Il Garante regionale dei Diritti del Minore della Puglia, Ludovico Abbaticchio, chiede il coinvolgimento dei Comuni nel confronto sulle modifiche alla normativa in materia di immigrazione attualmente all’esame del Parlamento, con particolare attenzione alle disposizioni che riguardano i minori stranieri non accompagnati e i giovani neomaggiorenni provenienti da percorsi di tutela.
Per questo Abbaticchio ha inviato una nota al presidente di Anci Puglia, esprimendo preoccupazione per le possibili ricadute delle modifiche legislative, in particolare sull’istituto del prosieguo amministrativo, lo strumento che consente ai ragazzi arrivati in Italia da minorenni e privi di una rete familiare di proseguire, anche dopo il compimento dei 18 anni, i percorsi di formazione, inclusione sociale e autonomia fino ai 21 anni, previa valutazione dell’Autorità giudiziaria minorile. “L’esperienza maturata nei territori dimostra che il raggiungimento della maggiore età non coincide automaticamente con il raggiungimento dell’autonomia. Per molti giovani che hanno affrontato da soli un percorso migratorio, la continuità del sostegno educativo e sociale rappresenta una condizione fondamentale per completare il proprio progetto di vita”, sottolinea il Garante.

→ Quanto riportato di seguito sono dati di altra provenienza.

//! Knox ingestion flow.
//!
//! Publishes a batch of NTDV1 messages to the Knox ingestion queue, then polls
//! Knox search until every published transaction is returned. The two steps
//! share the batch through [`IngestionState`]; the search step never runs
//! unless publishing succeeded.

use crate::check::{Check, CheckError};
use crate::eventual::{wait_until, EventualError, Observation, PollSchedule};
use crate::fixtures::knox::{KnoxClient, KnoxClientError, SearchRequest};
use crate::fixtures::sqs::{BatchEntry, SqsClient, SqsError, MAX_BATCH_ENTRIES};
use crate::profile::EnvironmentProfile;
use crate::sequence::Sequence;
use crate::session::Session;
use async_trait::async_trait;
use chrono::{DateTime, Utc};
use common::types::{BatchId, OrganizationId, TransactionId};
use serde_json::{Map, Value};
use std::collections::BTreeSet;
use std::path::PathBuf;
use std::sync::atomic::{AtomicBool, Ordering};
use std::sync::{Arc, OnceLock};
use thiserror::Error;
use tracing::info;

pub const SEQUENCE_NAME: &str = "knox_ingestion";

/// Messages published per run.
pub const TOTAL_MESSAGES: usize = 100;

const BUNDLED_TEMPLATE: &str = include_str!("../../fixtures/ntdv1-message.json");

/// Template problems.
#[derive(Debug, Error)]
pub enum TemplateError {
    #[error("failed to read NTDV1 template {}: {reason}", .path.display())]
    Read { path: PathBuf, reason: String },

    #[error("NTDV1 template is not valid JSON: {0}")]
    Json(#[from] serde_json::Error),

    #[error("NTDV1 template is missing '{0}'")]
    MissingField(&'static str),
}

/// Sizes and timing of the flow.
#[derive(Debug, Clone, Copy, PartialEq, Eq)]
pub struct IngestionSettings {
    pub total_messages: usize,
    pub chunk_size: usize,
    pub schedule: PollSchedule,
}

impl Default for IngestionSettings {
    fn default() -> Self {
        Self {
            total_messages: TOTAL_MESSAGES,
            chunk_size: MAX_BATCH_ENTRIES,
            schedule: PollSchedule::KNOX_INGESTION,
        }
    }
}

/// A batch of messages ready to publish.
#[derive(Debug, Clone)]
pub struct IngestionBatch {
    pub organization_id: OrganizationId,
    pub batch_id: BatchId,
    pub messages: Vec<Value>,
    pub transaction_ids: Vec<TransactionId>,
}

/// State shared by the steps of one flow.
#[derive(Debug)]
pub struct IngestionState {
    settings: IngestionSettings,
    batch: OnceLock<IngestionBatch>,
    published: AtomicBool,
}

impl IngestionState {
    pub fn new(settings: IngestionSettings) -> Self {
        Self {
            settings,
            batch: OnceLock::new(),
            published: AtomicBool::new(false),
        }
    }

    pub fn batch(&self) -> Option<&IngestionBatch> {
        self.batch.get()
    }

    pub fn is_published(&self) -> bool {
        self.published.load(Ordering::SeqCst)
    }
}

/// The flow with the default settings.
pub fn sequence() -> Sequence {
    sequence_with(IngestionSettings::default())
}

pub fn sequence_with(settings: IngestionSettings) -> Sequence {
    let state = Arc::new(IngestionState::new(settings));
    Sequence::new(SEQUENCE_NAME)
        .step(PublishMessages {
            state: Arc::clone(&state),
        })
        .step(SearchPublished { state })
}

/// Template from `NTDV1_TEMPLATE_PATH`, or the bundled one.
pub fn load_template(profile: &EnvironmentProfile) -> Result<Value, TemplateError> {
    let text = match profile.template_path() {
        Some(path) => std::fs::read_to_string(path).map_err(|e| TemplateError::Read {
            path: path.to_path_buf(),
            reason: e.to_string(),
        })?,
        None => BUNDLED_TEMPLATE.to_string(),
    };
    Ok(serde_json::from_str(&text)?)
}

/// Build `count` messages from `template`.
///
/// Every message gets a fresh record suffix (returned as its transaction id),
/// the batch and organization ids, current timestamps, numbered order and
/// customer ids, and per-line ids.
pub fn build_batch(
    template: &Value,
    organization_id: &OrganizationId,
    batch_id: &BatchId,
    count: usize,
    now: DateTime<Utc>,
) -> Result<IngestionBatch, TemplateError> {
    let metadata = template
        .get("transaction_data")
        .and_then(|data| data.get("metadata"))
        .and_then(Value::as_object)
        .ok_or(TemplateError::MissingField("transaction_data.metadata"))?;
    let base_order_number = metadata
        .get("order_number")
        .and_then(Value::as_str)
        .unwrap_or("ORDER")
        .to_string();
    let base_customer_id = metadata
        .get("customer_id")
        .and_then(Value::as_str)
        .unwrap_or("CUSTOMER")
        .to_string();
    let timestamp = format_timestamp(now);

    let mut messages = Vec::with_capacity(count);
    let mut transaction_ids = Vec::with_capacity(count);

    for index in 0..count {
        let suffix = TransactionId::new();
        let mut message = template.clone();
        let root = message
            .as_object_mut()
            .ok_or(TemplateError::MissingField("id"))?;

        set(root, "id", format!("{}|{}", organization_id, suffix));

        if let Some(data) = root.get_mut("transaction_data").and_then(Value::as_object_mut) {
            set(data, "transaction_date", timestamp.as_str());

            if let Some(metadata) = data.get_mut("metadata").and_then(Value::as_object_mut) {
                set(metadata, "organization_id", organization_id.to_string());
                set(metadata, "batch_id", batch_id.to_string());
                set(metadata, "batch_date", timestamp.as_str());
                set(metadata, "order_number", format!("{}-{:04}", base_order_number, index));
                set(metadata, "customer_id", format!("{}-{:04}", base_customer_id, index));
                set(
                    metadata,
                    "meta_integration_id",
                    format!("integration-{}", organization_id),
                );
            }
        }

        if let Some(items) = root.get_mut("line_item_data").and_then(Value::as_array_mut) {
            for (line_index, item) in items.iter_mut().enumerate() {
                let Some(item) = item.as_object_mut() else {
                    continue;
                };
                let metadata = item
                    .entry("metadata")
                    .or_insert_with(|| Value::Object(Map::new()));
                if let Some(metadata) = metadata.as_object_mut() {
                    set(metadata, "line_id", format!("{}-line-{}", suffix, line_index));
                }
            }
        }

        messages.push(message);
        transaction_ids.push(suffix);
    }

    Ok(IngestionBatch {
        organization_id: *organization_id,
        batch_id: batch_id.clone(),
        messages,
        transaction_ids,
    })
}

fn set(map: &mut Map<String, Value>, key: &str, value: impl Into<Value>) {
    map.insert(key.to_string(), value.into());
}

/// UTC, whole seconds, `Z` suffix.
fn format_timestamp(now: DateTime<Utc>) -> String {
    now.format("%Y-%m-%dT%H:%M:%SZ").to_string()
}

/// Step 1: build the batch and publish it in chunks.
struct PublishMessages {
    state: Arc<IngestionState>,
}

#[async_trait]
impl Check for PublishMessages {
    fn name(&self) -> &str {
        "publish_ntdv1_messages"
    }

    async fn run(&self, session: &Session) -> Result<(), CheckError> {
        let profile = session.profile();
        let settings = self.state.settings;

        let batch = match self.state.batch.get() {
            Some(batch) => batch,
            None => {
                let organization_id = profile.test_organization_id().ok_or_else(|| {
                    CheckError::Precondition(
                        "TEST_ORGANIZATION_ID must be set outside local".to_string(),
                    )
                })?;
                let template = load_template(profile)
                    .map_err(|e| CheckError::Precondition(e.to_string()))?;
                let built = build_batch(
                    &template,
                    &organization_id,
                    &BatchId::new(),
                    settings.total_messages,
                    Utc::now(),
                )
                .map_err(|e| CheckError::Precondition(e.to_string()))?;
                self.state.batch.get_or_init(|| built)
            }
        };

        let sqs = SqsClient::new(session);
        let queue_url = sqs.resolve_queue(profile.ingestion_queue()).await?;
        let chunk_size = settings.chunk_size.clamp(1, MAX_BATCH_ENTRIES);

        for (chunk_index, chunk) in batch.messages.chunks(chunk_size).enumerate() {
            let entries = chunk
                .iter()
                .enumerate()
                .map(|(offset, message)| {
                    Ok(BatchEntry {
                        id: (chunk_index * chunk_size + offset).to_string(),
                        message_body: serde_json::to_string(message)?,
                    })
                })
                .collect::<Result<Vec<_>, serde_json::Error>>()
                .map_err(SqsError::from)?;

            sqs.send_message_batch(&queue_url, &entries).await?;
        }

        self.state.published.store(true, Ordering::SeqCst);
        info!(
            batch_id = %batch.batch_id,
            organization_id = %batch.organization_id,
            messages = batch.messages.len(),
            "NTDV1 batch published"
        );
        Ok(())
    }
}

/// Step 2: every published transaction shows up in Knox search.
struct SearchPublished {
    state: Arc<IngestionState>,
}

#[async_trait]
impl Check for SearchPublished {
    fn name(&self) -> &str {
        "knox_search_returns_published_transactions"
    }

    async fn run(&self, session: &Session) -> Result<(), CheckError> {
        let batch = match self.state.batch() {
            Some(batch) if self.state.is_published() => batch,
            _ => {
                return Err(CheckError::Precondition(
                    "NTDV1 batch must be published before polling Knox".to_string(),
                ))
            }
        };

        let knox = KnoxClient::connect(session).await?;
        let request = SearchRequest::for_batch(
            &batch.organization_id,
            &batch.batch_id,
            batch.transaction_ids.len(),
        );
        let expected: BTreeSet<&str> = batch
            .transaction_ids
            .iter()
            .map(|id| id.0.as_str())
            .collect();

        let (knox, request, expected_ref) = (&knox, &request, &expected);
        let result = wait_until(self.state.settings.schedule, move || async move {
            let response = knox.search_transactions(request).await?;
            let received = response.transaction_ids();
            let found = expected_ref.iter().filter(|id| received.contains(*id)).count();

            Ok::<_, KnoxClientError>(if found == expected_ref.len() {
                Observation::Ready(found)
            } else {
                Observation::Pending(format!(
                    "observed {} of {} transactions",
                    found,
                    expected_ref.len()
                ))
            })
        })
        .await;

        match result {
            Ok(found) => {
                info!(batch_id = %batch.batch_id, found, "All published transactions found");
                Ok(())
            }
            Err(EventualError::Timeout { timeout, last, .. }) => Err(CheckError::Assertion(format!(
                "expected {} transactions for batch {} within {:?}, {}",
                expected.len(),
                batch.batch_id,
                timeout,
                last
            ))),
            Err(EventualError::Inner(e)) => Err(e.into()),
        }
    }
}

Secondo Abbaticchio, un eventuale ridimensionamento di questo strumento rischierebbe di interrompere percorsi di integrazione già avviati, con possibili conseguenze in termini di marginalità sociale, precarietà abitativa e sfruttamento. Il Garante evidenzia inoltre come tali effetti non ricadrebbero soltanto sui giovani coinvolti, ma anche sui Comuni, sui servizi sociali territoriali e sulle comunità locali, chiamati a fronteggiare nuovi bisogni e situazioni di fragilità. Per questo invita Anci Puglia ad aprire un confronto con gli enti locali sulle modifiche normative attualmente in discussione.